Accumulating evidence suggests that developmentally regulated GTP-binding protein 2 (DRG2), an evolutionarily conserved GTP-binding protein, plays an important role in regulating cell growth, inflammation, and mitochondria dynamics. However, the effect of DRG2 in aging remains unclear. In this study, we found that endogenous DRG2 protein expression is upregulated in oxidative stress-induced premature senescence models and tissues of aged mice. Ectopic expression of DRG2 significantly promoted senescence-associated beta-galactosidase (SA-beta-gal) activity and inhibited cell growth, concomitant with increase in levels of acetyl (ac)-p53 (Lys382), ac-nuclear factor-kB (NF-kappa B) p65 (Lys310), p21(Waf1/Cip1), and p16(Ink4a) and a decrease in cyclin D1. In this process, reactive oxygen species (ROS) and phosphorylation of H2A histone family member X (H2A.X), forming gamma-H2A.X, were enhanced. Mechanistically, ectopic expression of DRG2 downregulated Sirtuin-1 (SIRT1), resulting in augmented acetylation of p53 and NF-kappa B p65. Additionally, DRG2 knockdown significantly abolished oxidative stress-induced premature senescence.
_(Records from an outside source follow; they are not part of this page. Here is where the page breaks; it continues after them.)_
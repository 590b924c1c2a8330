//! Camera port lists for targeted scanning

use std::collections::HashMap;
use once_cell::sync::Lazy;

/// Default RTSP port. An open 554 is treated as a stream on its own.
pub const RTSP_DEFAULT_PORT: u16 = 554;

/// Ports that speak RTSP and get an OPTIONS probe instead of HTTP
pub const RTSP_PORTS: &[u16] = &[554, 8554];

/// Ports where a silent service is likely a camera web interface
pub const CAMERA_WEB_PORTS: &[u16] = &[81, 8000, 8080, 8081];

/// Default probe list
pub const CAMERA_PORTS: &[u16] = &[80, 81, 443, 554, 2020, 8000, 8080, 8081, 8443, 8554, 37777];

/// Port list types for different scanning scenarios
#[derive(Debug, Clone, Copy, PartialEq, Eq, Hash)]
pub enum PortListType {
    Camera,
    Web,
    Rtsp,
    Extended,
}

/// Port list with metadata
#[derive(Debug, Clone)]
pub struct PortList {
    pub name: &'static str,
    pub description: &'static str,
    pub ports: Vec<u16>,
}

static PORT_LISTS: Lazy<HashMap<PortListType, PortList>> = Lazy::new(|| {
    let mut lists = HashMap::new();

    lists.insert(PortListType::Camera, PortList {
        name: "Camera",
        description: "Common IP camera, NVR and RTSP ports",
        ports: CAMERA_PORTS.to_vec(),
    });

    lists.insert(PortListType::Web, PortList {
        name: "Web",
        description: "Camera web interfaces only",
        ports: get_http_ports(),
    });

    lists.insert(PortListType::Rtsp, PortList {
        name: "RTSP",
        description: "Streaming endpoints only",
        ports: RTSP_PORTS.to_vec(),
    });

    lists.insert(PortListType::Extended, PortList {
        name: "Extended",
        description: "Camera ports plus vendor SDK and telnet ports",
        ports: get_extended_ports(),
    });

    lists
});

/// Get port list by type
pub fn get_port_list(list_type: PortListType) -> &'static PortList {
    &PORT_LISTS[&list_type]
}

/// Parse port list from string (e.g., "camera", "web", "rtsp")
pub fn parse_port_list(input: &str) -> Option<PortListType> {
    match input.to_lowercase().as_str() {
        "camera" | "cameras" | "default" => Some(PortListType::Camera),
        "web" | "http" => Some(PortListType::Web),
        "rtsp" | "stream" => Some(PortListType::Rtsp),
        "extended" | "all" => Some(PortListType::Extended),
        _ => None,
    }
}

/// Every HTTP(S) port a camera UI may listen on, including 80 and 443.
///
/// Wider than `CAMERA_WEB_PORTS`, which only lists ports where a silent
/// service is itself taken as a camera hint.
pub fn get_http_ports() -> Vec<u16> {
    vec![80, 81, 443, 8000, 8080, 8081, 8443]
}

pub fn get_extended_ports() -> Vec<u16> {
    let mut ports = CAMERA_PORTS.to_vec();
    // telnet, Hikvision SDK, XMEye, Dahua alt, ONVIF alt, Foscam
    ports.extend_from_slice(&[23, 8899, 34567, 37778, 3702, 88]);
    ports.sort_unstable();
    ports.dedup();
    ports
}

pub fn is_camera_web_port(port: u16) -> bool {
    CAMERA_WEB_PORTS.contains(&port)
}

pub fn is_rtsp_port(port: u16) -> bool {
    RTSP_PORTS.contains(&port)
}

/// Short label for a port in reports
pub fn port_description(port: u16) -> &'static str {
    match port {
        23 => "telnet",
        80 | 81 | 8000 | 8080 | 8081 | 88 => "http",
        443 | 8443 => "https",
        554 | 8554 => "rtsp",
        2020 | 3702 => "onvif",
        8899 => "hikvision-sdk",
        34567 => "xmeye",
        37777 | 37778 => "dahua-sdk",
        _ => "unknown",
    }
}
Our results provide a possible molecular mechanism for investigation of cellular senescence and aging regulated by DRG2.

Automated summary

The study showed that DRG2 is upregulated in oxidative stress-induced premature senescence and aged tissues, promoting cellular aging through multiple pathways such as inhibiting SIRT1, increasing acetylation of p53 and NF-kappa B p65, and elevating ROS and γ-H2A.X levels.